O Fisco tem esperança que independente do resultado das denúncias feitas pelo MP, o recolhimento de tributos já aumente, pois as penas podem ser severas, as condenações podem ir de seis meses a cinco anos, sem contar as multas.  O risco não valeria a pena. Os empresários que tem sido denunciados recentemente por apropriação indébita da IPI, ISS etc, por sua vez, depositam suas esperanças em alteração do entendimento do STJ no STF. Mesmo no STJ, a decisão foi tomada por 6 x 3 , ou seja, a absolvição teve três votos no sentido contrário, sendo o STF um tribunal mais liberal. Até lá, recomenda-se muita cautela, especialmente quanto a impostos declarados e não pagos.  



Redução da sonegação

Mesmo sem esse rigor do Judiciário na área penal, a sonegação vinha sendo reduzida . O total de sonegação fiscal em relação ao faturamento consolidado das empresas teria caído expressivamente nos últimos anos. Por estudos do Instituto Brasileiro de Planejamento e Tributação (IBPT) o índice caiu de 25% em 2008 para 17% no ano passado. A aplicação da nota fiscal eletrônica, o aperfeiçoamento da fiscalização pela Receita Federal e pelos governos regionais, com a troca de informações por meio de convênios, e os parcelamentos tributários constantes contribuíram, segundo o IBPT, para a queda do índice de sonegação.
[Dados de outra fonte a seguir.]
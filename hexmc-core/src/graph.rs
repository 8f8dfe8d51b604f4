//! Weighted undirected graph with dense vertex/edge ids
//!
//! Vertices and edges live in arenas indexed by their ids, so lookups
//! never chase references. Only a vertex's color is mutable after
//! creation; the adjacency structure is append-only apart from
//! [`Graph::remove_edge`], which is a library capability the game
//! itself never uses.

use rand::Rng;
use rustc_hash::FxHashSet;
use serde::{Deserialize, Serialize};
use std::path::Path;
use thiserror::Error;

/// Dense vertex identifier (index into the vertex arena)
pub type VertexId = usize;

/// Dense edge identifier (index into the edge arena)
pub type EdgeId = usize;

/// Vertex color tag
///
/// `Red` owns the left-right win condition, `Blue` the top-bottom one.
#[derive(Clone, Copy, Debug, Default, PartialEq, Eq, Hash, Serialize, Deserialize)]
pub enum Color {
    #[default]
    Empty,
    Red,
    Blue,
}

impl Color {
    /// The other player's color. Must not be called on `Empty`.
    pub fn opponent(self) -> Self {
        match self {
            Color::Red => Color::Blue,
            Color::Blue => Color::Red,
            Color::Empty => panic!("Empty has no opponent"),
        }
    }
}

/// Errors from the text-format graph loader
#[derive(Debug, Error)]
pub enum GraphError {
    #[error("failed to read graph file: {0}")]
    Io(#[from] std::io::Error),

    #[error("graph description line {line}: {reason}")]
    Malformed { line: usize, reason: String },
}

// ============================================================================
// VERTEX & EDGE
// ============================================================================

/// A graph vertex: immutable id, mutable color, incident edge set
#[derive(Clone, Debug)]
pub struct Vertex {
    id: VertexId,
    pub color: Color,
    edges: FxHashSet<EdgeId>,
}

impl Vertex {
    pub fn id(&self) -> VertexId {
        self.id
    }

    /// Ids of the edges incident to this vertex
    pub fn edges(&self) -> &FxHashSet<EdgeId> {
        &self.edges
    }
}

/// An undirected weighted edge
///
/// Endpoints are stored in canonical order (`from < to`), so edge
/// identity depends only on the unordered endpoint pair.
#[derive(Clone, Copy, Debug)]
pub struct Edge {
    id: EdgeId,
    from: VertexId,
    to: VertexId,
    pub weight: f32,
}

impl Edge {
    pub fn id(&self) -> EdgeId {
        self.id
    }

    pub fn from(&self) -> VertexId {
        self.from
    }

    pub fn to(&self) -> VertexId {
        self.to
    }

    /// The endpoint that is not `v`. `v` must be one of the endpoints.
    pub fn other(&self, v: VertexId) -> VertexId {
        if v == self.from {
            self.to
        } else {
            self.from
        }
    }

    fn joins(&self, u: VertexId, v: VertexId) -> bool {
        let (lo, hi) = if u < v { (u, v) } else { (v, u) };
        self.from == lo && self.to == hi
    }
}

// ============================================================================
// GRAPH
// ============================================================================

/// Arena-backed undirected graph
#[derive(Clone, Debug, Default)]
pub struct Graph {
    vertices: Vec<Vertex>,
    edges: Vec<Edge>,
}

impl Graph {
    pub fn new() -> Self {
        Self::default()
    }

    pub fn vertex_count(&self) -> usize {
        self.vertices.len()
    }

    pub fn edge_count(&self) -> usize {
        self.edges.len()
    }

    pub fn vertices(&self) -> &[Vertex] {
        &self.vertices
    }

    pub fn edges(&self) -> &[Edge] {
        &self.edges
    }

    /// Lookup by dense id. Out-of-range ids are caller bugs and panic.
    pub fn vertex(&self, id: VertexId) -> &Vertex {
        &self.vertices[id]
    }

    pub fn vertex_mut(&mut self, id: VertexId) -> &mut Vertex {
        &mut self.vertices[id]
    }

    pub fn edge(&self, id: EdgeId) -> &Edge {
        &self.edges[id]
    }

    /// Append a vertex with the given initial color and return its id
    pub fn add_vertex(&mut self, color: Color) -> VertexId {
        let id = self.vertices.len();
        self.vertices.push(Vertex {
            id,
            color,
            edges: FxHashSet::default(),
        });
        id
    }

    /// Add an edge between `u` and `v`, or update its weight if the
    /// pair is already connected. Self-loops are not guarded; callers
    /// must pass distinct vertices.
    pub fn add_edge(&mut self, u: VertexId, v: VertexId, weight: f32) {
        assert!(u < self.vertices.len() && v < self.vertices.len());

        // The incident set of one endpoint is enough to find a duplicate.
        let existing = self.vertices[u]
            .edges
            .iter()
            .copied()
            .find(|&e| self.edges[e].joins(u, v));

        match existing {
            Some(e) => self.edges[e].weight = weight,
            None => {
                let (lo, hi) = if u < v { (u, v) } else { (v, u) };
                let id = self.edges.len();
                self.edges.push(Edge {
                    id,
                    from: lo,
                    to: hi,
                    weight,
                });
                self.vertices[u].edges.insert(id);
                self.vertices[v].edges.insert(id);
            }
        }
    }

    /// Remove the edge between `u` and `v`; no-op if absent.
    ///
    /// Removal shifts the ids of every later edge, so all incident
    /// sets are rebuilt from the edge list. Cost is proportional to
    /// the edge count, which is fine: gameplay never removes edges.
    pub fn remove_edge(&mut self, u: VertexId, v: VertexId) {
        assert!(u < self.vertices.len() && v < self.vertices.len());

        let Some(pos) = self.edges.iter().position(|e| e.joins(u, v)) else {
            return;
        };
        self.edges.remove(pos);

        for (id, edge) in self.edges.iter_mut().enumerate() {
            edge.id = id;
        }
        for vertex in &mut self.vertices {
            vertex.edges.clear();
        }
        for edge in &self.edges {
            self.vertices[edge.from].edges.insert(edge.id);
            self.vertices[edge.to].edges.insert(edge.id);
        }
    }

    // ========================================================================
    // CONSTRUCTORS
    // ========================================================================

    /// Build a random graph: `vertex_count` vertices, each pair joined
    /// with probability `density`, weights uniform in 1.0..10.0.
    pub fn random<R: Rng>(vertex_count: usize, density: f32, rng: &mut R) -> Self {
        let mut graph = Graph::new();
        for _ in 0..vertex_count {
            graph.add_vertex(Color::Empty);
        }
        for u in 0..vertex_count {
            for v in (u + 1)..vertex_count {
                if rng.gen::<f32>() <= density {
                    graph.add_edge(u, v, rng.gen_range(1.0..10.0));
                }
            }
        }
        graph
    }

    /// Parse the positional text format: first line is the vertex
    /// count, every further line is a `<from> <to> <weight>` triple.
    pub fn from_text(text: &str) -> Result<Self, GraphError> {
        let mut graph = Graph::new();
        let mut lines = text.lines().enumerate().filter(|(_, l)| !l.trim().is_empty());

        let Some((_, first)) = lines.next() else {
            return Err(GraphError::Malformed {
                line: 1,
                reason: "missing vertex count".to_string(),
            });
        };
        let vertex_count: usize =
            first.trim().parse().map_err(|_| GraphError::Malformed {
                line: 1,
                reason: format!("invalid vertex count {:?}", first.trim()),
            })?;
        for _ in 0..vertex_count {
            graph.add_vertex(Color::Empty);
        }

        for (idx, line) in lines {
            let malformed = |reason: String| GraphError::Malformed {
                line: idx + 1,
                reason,
            };

            let mut fields = line.split_whitespace();
            let mut next_id = |name: &str| -> Result<usize, GraphError> {
                fields
                    .next()
                    .ok_or_else(|| malformed(format!("missing {name}")))?
                    .parse::<usize>()
                    .map_err(|_| malformed(format!("invalid {name}")))
            };
            let from = next_id("from vertex")?;
            let to = next_id("to vertex")?;
            let weight = fields
                .next()
                .ok_or_else(|| malformed("missing weight".to_string()))?
                .parse::<f32>()
                .map_err(|_| malformed("invalid weight".to_string()))?;

            if from >= vertex_count || to >= vertex_count {
                return Err(malformed(format!("edge {from} {to} out of range")));
            }
            graph.add_edge(from, to, weight);
        }

        Ok(graph)
    }

    /// Load the text format from a file
    pub fn from_file(path: &Path) -> Result<Self, GraphError> {
        let text = std::fs::read_to_string(path)?;
        Self::from_text(&text)
    }
}

// ============================================================================
// TESTS
// ============================================================================

#[cfg(test)]
mod tests {
    use super::*;
    use rand::SeedableRng;
    use rand_chacha::ChaCha8Rng;

    fn triangle() -> Graph {
        let mut g = Graph::new();
        for _ in 0..3 {
            g.add_vertex(Color::Empty);
        }
        g.add_edge(0, 1, 1.0);
        g.add_edge(1, 2, 2.0);
        g.add_edge(0, 2, 3.0);
        g
    }

    #[test]
    fn test_add_vertex_dense_ids() {
        let mut g = Graph::new();
        assert_eq!(g.add_vertex(Color::Empty), 0);
        assert_eq!(g.add_vertex(Color::Red), 1);
        assert_eq!(g.add_vertex(Color::Blue), 2);
        assert_eq!(g.vertex_count(), 3);
        assert_eq!(g.vertex(1).color, Color::Red);
    }

    #[test]
    fn test_add_edge_canonical_order() {
        let mut g = Graph::new();
        g.add_vertex(Color::Empty);
        g.add_vertex(Color::Empty);
        g.add_edge(1, 0, 4.0);
        let e = g.edge(0);
        assert_eq!(e.from(), 0);
        assert_eq!(e.to(), 1);
        assert_eq!(e.other(0), 1);
        assert_eq!(e.other(1), 0);
    }

    #[test]
    fn test_add_edge_overwrites_weight() {
        let mut g = Graph::new();
        g.add_vertex(Color::Empty);
        g.add_vertex(Color::Empty);
        g.add_edge(0, 1, 1.0);
        g.add_edge(1, 0, 7.5);
        assert_eq!(g.edge_count(), 1);
        assert_eq!(g.edge(0).weight, 7.5);
        assert_eq!(g.vertex(0).edges().len(), 1);
        assert_eq!(g.vertex(1).edges().len(), 1);
    }

    #[test]
    fn test_remove_edge_restores_incident_sets() {
        let mut g = triangle();
        let before_0: Vec<_> = {
            let mut v: Vec<_> = g.vertex(0).edges().iter().copied().collect();
            v.sort();
            v
        };

        g.add_edge(0, 1, 9.0); // overwrite, not a new edge
        g.remove_edge(1, 2);
        assert_eq!(g.edge_count(), 2);

        // ids are re-densified and every incident set matches the edge list
        for e in g.edges() {
            assert!(g.vertex(e.from()).edges().contains(&e.id()));
            assert!(g.vertex(e.to()).edges().contains(&e.id()));
        }
        let mut after_0: Vec<_> = g.vertex(0).edges().iter().copied().collect();
        after_0.sort();
        assert_eq!(after_0.len(), before_0.len());
        assert!(!g.vertex(1).edges().iter().any(|&e| g.edge(e).joins(1, 2)));
    }

    #[test]
    fn test_remove_absent_edge_is_noop() {
        let mut g = triangle();
        g.remove_edge(0, 1);
        g.remove_edge(0, 1);
        assert_eq!(g.edge_count(), 2);
    }

    #[test]
    fn test_from_text() {
        let g = Graph::from_text("3\n0 1 5\n1 2 3\n0 2 9").unwrap();
        assert_eq!(g.vertex_count(), 3);
        assert_eq!(g.edge_count(), 3);
        assert_eq!(g.edge(0).weight, 5.0);
        assert_eq!(g.edge(1).weight, 3.0);
        assert_eq!(g.edge(2).weight, 9.0);
    }

    #[test]
    fn test_from_text_rejects_short_line() {
        let err = Graph::from_text("2\n0 1").unwrap_err();
        assert!(matches!(err, GraphError::Malformed { line: 2, .. }));
    }

    #[test]
    fn test_from_text_rejects_garbage_count() {
        assert!(Graph::from_text("x\n").is_err());
        assert!(Graph::from_text("").is_err());
    }

    #[test]
    fn test_random_graph_density_extremes() {
        let mut rng = ChaCha8Rng::seed_from_u64(7);
        let none = Graph::random(10, 0.0, &mut rng);
        assert_eq!(none.edge_count(), 0);
        let full = Graph::random(10, 1.0, &mut rng);
        assert_eq!(full.edge_count(), 10 * 9 / 2);
        for e in full.edges() {
            assert!(e.weight >= 1.0 && e.weight < 10.0);
        }
    }
}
A crise econômica também impulsionou os municípios e estados a fiscalizarem com mais eficiência. No comércio o faturamento do varejo já pode ser feito através de empresas de cartões de crédito, pois há casos em que mais de 95% das compras são feitas com o plástico. A sonegação pode se limitar a 5%.

Ainda segundo o IBPT , os indícios de sonegação estão presentes em 49% das empresas de pequeno porte, 33% das empresas de médio porte e 18% das grandes empresas.

O fato é que a evolução da tecnologia, e logo mais teremos o eSocial em todo o país, torna cada vez mais difícil a sonegação e a informalidade.